//! Link-setup fixture against the simulated app
//!
//! Covers both routes to a linkable node plus failure handling: rollback of
//! created assets and reporting of effects that could not be reverted.

use std::sync::atomic::{AtomicBool, Ordering};

use assetops_common::{AssetClass, Control, Field, Query, ScreenId, ScrollDirection};
use assetops_e2e::config::HarnessConfig;
use assetops_e2e::fixture::{FixturePath, FixtureStep, SideEffect};
use assetops_e2e::{E2eError, E2eResult, Harness, ParentRef, SimulatedApp, UiDriver, WaitPolicy};
use async_trait::async_trait;

fn harness(app: SimulatedApp) -> Harness<SimulatedApp> {
    harness_with(app, |_| {})
}

fn harness_with(
    app: SimulatedApp,
    tweak: impl FnOnce(&mut HarnessConfig),
) -> Harness<SimulatedApp> {
    let mut config = HarnessConfig::default();
    config.waits = WaitPolicy::immediate();
    tweak(&mut config);
    Harness::new(Box::new(app), config)
}

/// Simulated app whose first read after a tap on `trigger` fails, after the
/// tap itself has taken effect
struct StaleAfterTap {
    app: SimulatedApp,
    trigger: Control,
    armed: AtomicBool,
}

impl StaleAfterTap {
    fn new(app: SimulatedApp, trigger: Control) -> Self {
        Self {
            app,
            trigger,
            armed: AtomicBool::new(false),
        }
    }

    fn read(&self) -> E2eResult<()> {
        if self.armed.swap(false, Ordering::SeqCst) {
            return Err(E2eError::Session("stale element reference".into()));
        }
        Ok(())
    }
}

#[async_trait]
impl UiDriver for StaleAfterTap {
    async fn is_displayed(&self, screen: ScreenId) -> E2eResult<bool> {
        self.read()?;
        self.app.is_displayed(screen).await
    }

    async fn go_to(&self, screen: ScreenId) -> E2eResult<()> {
        self.app.go_to(screen).await
    }

    async fn open_asset(&self, name: &str) -> E2eResult<()> {
        self.app.open_asset(name).await
    }

    async fn scroll(&self, direction: ScrollDirection) -> E2eResult<()> {
        self.app.scroll(direction).await
    }

    async fn tap(&self, control: &Control) -> E2eResult<()> {
        self.app.tap(control).await?;
        if *control == self.trigger {
            self.armed.store(true, Ordering::SeqCst);
        }
        Ok(())
    }

    async fn enter_text(&self, field: &Field, value: &str) -> E2eResult<()> {
        self.app.enter_text(field, value).await
    }

    async fn select_from_dropdown(&self, field: &Field, value: &str) -> E2eResult<()> {
        self.app.select_from_dropdown(field, value).await
    }

    async fn dropdown_options(&self, field: &Field) -> E2eResult<Vec<String>> {
        self.read()?;
        self.app.dropdown_options(field).await
    }

    async fn read_text(&self, field: &Field) -> E2eResult<String> {
        self.read()?;
        self.app.read_text(field).await
    }

    async fn is_element_visible(&self, element: &str) -> E2eResult<bool> {
        self.read()?;
        self.app.is_element_visible(element).await
    }

    async fn list(&self, query: Query) -> E2eResult<Vec<String>> {
        self.read()?;
        self.app.list(query).await
    }
}

fn stale_harness(app: SimulatedApp, trigger: Control) -> Harness<StaleAfterTap> {
    let mut config = HarnessConfig::default();
    config.waits = WaitPolicy::immediate();
    Harness::new(Box::new(StaleAfterTap::new(app, trigger)), config)
}

fn mcc(name: &str) -> ParentRef {
    ParentRef::new(name, AssetClass::Mcc)
}

#[tokio::test]
async fn populated_parent_unlinks_first_child() {
    let h = harness(SimulatedApp::demo().unwrap());
    let assets_before = h.driver().asset_count();

    let report = h.ensure_linkable_node_available(&mcc("MCC-100")).await.unwrap();

    assert_eq!(report.path, FixturePath::UnlinkedExisting);
    assert_eq!(report.child, "CB-101");
    assert_eq!(report.linked_before, 2);
    assert_eq!(report.linked_after, 1);
    assert!(report.linkable.unwrap() >= 1);
    assert!(!report.created_asset());

    let app = h.driver();
    assert_eq!(app.asset_count(), assets_before);
    assert_eq!(app.stats().assets_created, 0);
    assert_eq!(app.linked_children_of("MCC-100"), vec!["CB-102"]);
    assert!(app.linkable_under("MCC-100").contains(&"CB-101".to_string()));
    assert_eq!(app.current_screen(), ScreenId::ChildSection);
}

#[tokio::test]
async fn empty_parent_gets_created_child() {
    let h = harness(SimulatedApp::demo().unwrap());
    let assets_before = h.driver().asset_count();

    let report = h.ensure_linkable_node_available(&mcc("MCC-200")).await.unwrap();

    assert_eq!(report.path, FixturePath::CreatedAndUnlinked);
    assert!(report.child.starts_with("e2e-ocp-"));
    assert_eq!(report.linked_before, 0);
    assert_eq!(report.linked_after, 0);
    assert!(report.created_asset());
    assert_eq!(
        report.effects,
        vec![
            SideEffect::Created {
                name: report.child.clone(),
                class: AssetClass::CircuitBreaker,
            },
            SideEffect::Unlinked {
                name: report.child.clone(),
                parent: "MCC-200".to_string(),
            },
        ]
    );

    let app = h.driver();
    assert_eq!(app.stats().assets_created, 1);
    assert_eq!(app.asset_count(), assets_before + 1);
    assert!(app.linked_children_of("MCC-200").is_empty());
    assert!(app.linkable_under("MCC-200").contains(&report.child));
}

#[tokio::test]
async fn repeated_runs_keep_draining_children() {
    let h = harness(SimulatedApp::demo().unwrap());

    let first = h.ensure_linkable_node_available(&mcc("MCC-100")).await.unwrap();
    let second = h.ensure_linkable_node_available(&mcc("MCC-100")).await.unwrap();
    let third = h.ensure_linkable_node_available(&mcc("MCC-100")).await.unwrap();

    assert_eq!(first.path, FixturePath::UnlinkedExisting);
    assert_eq!(second.path, FixturePath::UnlinkedExisting);
    assert_eq!(second.linked_after, 0);
    assert_eq!(third.path, FixturePath::CreatedAndUnlinked);
    assert_eq!(h.driver().stats().assets_created, 1);
}

#[tokio::test]
async fn starts_from_any_screen() {
    let app = SimulatedApp::demo().unwrap().with_render_lag(1);
    app.show(ScreenId::Connections);
    let h = harness(app);

    let report = h.ensure_linkable_node_available(&mcc("MCC-100")).await.unwrap();
    assert_eq!(report.linked_after, 1);
}

#[tokio::test]
async fn skipping_verification_leaves_picker_closed() {
    let h = harness_with(SimulatedApp::demo().unwrap(), |c| c.fixture.verify_linkable = false);

    let report = h.ensure_linkable_node_available(&mcc("MCC-100")).await.unwrap();
    assert_eq!(report.linkable, None);
}

#[tokio::test]
async fn parent_without_child_section_is_rejected() {
    let h = harness(SimulatedApp::demo().unwrap());

    let err = h
        .ensure_linkable_node_available(&ParentRef::new("JB-300", AssetClass::JunctionBox))
        .await
        .unwrap_err();

    assert!(matches!(
        err,
        E2eError::Domain(assetops_common::Error::NotLinkable { .. })
    ));
    assert_eq!(h.driver().stats().navigations, 0);
}

#[tokio::test]
async fn missing_parent_fails_at_open_parent() {
    let h = harness(SimulatedApp::demo().unwrap());

    let err = h.ensure_linkable_node_available(&mcc("MCC-999")).await.unwrap_err();
    assert!(matches!(
        err,
        E2eError::Fixture {
            step: FixtureStep::OpenParent,
            ref unresolved,
            ..
        } if unresolved.is_empty()
    ));
}

#[tokio::test]
async fn failed_unlink_rolls_back_created_child() {
    let app = SimulatedApp::demo()
        .unwrap()
        .with_silent_control(&Control::ConfirmRemoveLink);
    let h = harness(app);
    let assets_before = h.driver().asset_count();

    let err = h.ensure_linkable_node_available(&mcc("MCC-200")).await.unwrap_err();

    match err {
        E2eError::Fixture { step, unresolved, .. } => {
            assert_eq!(step, FixtureStep::VerifyUnlinked);
            assert!(unresolved.is_empty(), "unexpected unresolved effects: {unresolved:?}");
        }
        other => panic!("expected fixture error, got {other}"),
    }

    let app = h.driver();
    assert_eq!(app.stats().assets_created, 1);
    assert_eq!(app.stats().assets_deleted, 1);
    assert_eq!(app.asset_count(), assets_before);
}

#[tokio::test]
async fn disabled_rollback_reports_every_effect() {
    let app = SimulatedApp::demo()
        .unwrap()
        .with_silent_control(&Control::ConfirmRemoveLink);
    let h = harness_with(app, |c| c.fixture.rollback = false);
    let assets_before = h.driver().asset_count();

    let err = h.ensure_linkable_node_available(&mcc("MCC-200")).await.unwrap_err();

    match err {
        E2eError::Fixture { unresolved, .. } => {
            // the unlink was tapped but never confirmed
            assert_eq!(unresolved.len(), 2);
            assert!(unresolved[0].starts_with("possibly unlinked 'e2e-ocp-"));
            assert!(unresolved[1].starts_with("created Circuit Breaker 'e2e-ocp-"));
        }
        other => panic!("expected fixture error, got {other}"),
    }
    assert_eq!(h.driver().asset_count(), assets_before + 1);
}

#[tokio::test]
async fn failed_revert_is_unresolved() {
    let app = SimulatedApp::demo()
        .unwrap()
        .with_silent_control(&Control::ConfirmRemoveLink)
        .with_silent_control(&Control::ConfirmDelete);
    let h = harness(app);

    let err = h.ensure_linkable_node_available(&mcc("MCC-200")).await.unwrap_err();

    match err {
        E2eError::Fixture { unresolved, .. } => assert_eq!(unresolved.len(), 1),
        other => panic!("expected fixture error, got {other}"),
    }
    assert_eq!(h.driver().stats().assets_deleted, 0);
}

#[tokio::test]
async fn failed_relink_reports_unlinked_child() {
    let app = SimulatedApp::demo()
        .unwrap()
        .with_silent_control(&Control::LinkExistingChild)
        .with_unreachable(ScreenId::LinkExistingNodes);
    let h = harness(app);

    let err = h.ensure_linkable_node_available(&mcc("MCC-100")).await.unwrap_err();

    match err {
        E2eError::Fixture { step, unresolved, .. } => {
            assert_eq!(step, FixtureStep::VerifyLinkable);
            assert_eq!(unresolved, vec!["unlinked 'CB-101' from 'MCC-100'".to_string()]);
        }
        other => panic!("expected fixture error, got {other}"),
    }
    assert_eq!(h.driver().linked_children_of("MCC-100"), vec!["CB-102"]);
}

#[tokio::test]
async fn rejected_save_fails_at_submit() {
    let app = SimulatedApp::demo().unwrap().with_silent_control(&Control::Save);
    let h = harness(app);

    let err = h.ensure_linkable_node_available(&mcc("MCC-200")).await.unwrap_err();

    assert!(matches!(
        err,
        E2eError::Fixture {
            step: FixtureStep::SubmitChild,
            ref unresolved,
            ..
        } if unresolved.is_empty()
    ));
    assert_eq!(h.driver().stats().assets_created, 0);
}

#[tokio::test]
async fn unlink_that_landed_before_a_failed_read_is_relinked() {
    let h = stale_harness(SimulatedApp::demo().unwrap(), Control::ConfirmRemoveLink);

    let err = h.ensure_linkable_node_available(&mcc("MCC-100")).await.unwrap_err();

    match err {
        E2eError::Fixture { step, unresolved, .. } => {
            assert_eq!(step, FixtureStep::VerifyUnlinked);
            assert!(unresolved.is_empty(), "unexpected unresolved effects: {unresolved:?}");
        }
        other => panic!("expected fixture error, got {other}"),
    }

    let linked = h.driver().app.linked_children_of("MCC-100");
    assert_eq!(linked.len(), 2);
    assert!(linked.contains(&"CB-101".to_string()));
}

#[tokio::test]
async fn save_that_landed_before_a_failed_read_is_deleted() {
    let h = stale_harness(SimulatedApp::demo().unwrap(), Control::Save);
    let assets_before = h.driver().app.asset_count();

    let err = h.ensure_linkable_node_available(&mcc("MCC-200")).await.unwrap_err();

    match err {
        E2eError::Fixture { step, unresolved, .. } => {
            assert_eq!(step, FixtureStep::SubmitChild);
            assert!(unresolved.is_empty(), "unexpected unresolved effects: {unresolved:?}");
        }
        other => panic!("expected fixture error, got {other}"),
    }

    let app = &h.driver().app;
    assert_eq!(app.stats().assets_created, 1);
    assert_eq!(app.stats().assets_deleted, 1);
    assert_eq!(app.asset_count(), assets_before);
    assert!(app.linked_children_of("MCC-200").is_empty());
}

#[tokio::test]
async fn failed_read_without_rollback_reports_possible_effect() {
    let app = SimulatedApp::demo().unwrap();
    let mut config = HarnessConfig::default();
    config.waits = WaitPolicy::immediate();
    config.fixture.rollback = false;
    let h = Harness::new(
        Box::new(StaleAfterTap::new(app, Control::ConfirmRemoveLink)),
        config,
    );

    let err = h.ensure_linkable_node_available(&mcc("MCC-100")).await.unwrap_err();

    match err {
        E2eError::Fixture { unresolved, .. } => {
            assert_eq!(unresolved, vec!["possibly unlinked 'CB-101' from 'MCC-100'".to_string()]);
        }
        other => panic!("expected fixture error, got {other}"),
    }
    assert_eq!(h.driver().app.linked_children_of("MCC-100"), vec!["CB-102"]);
}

━━━━

[Task brief]
Search the material for the string "AssetClass" and show every line that has it.

[Final answer]
use assetops_common::{AssetClass, Control, Field, Query, ScreenId, ScrollDirection};
    ParentRef::new(name, AssetClass::Mcc)
                class: AssetClass::CircuitBreaker,
        .ensure_linkable_node_available(&ParentRef::new("JB-300", AssetClass::JunctionBox))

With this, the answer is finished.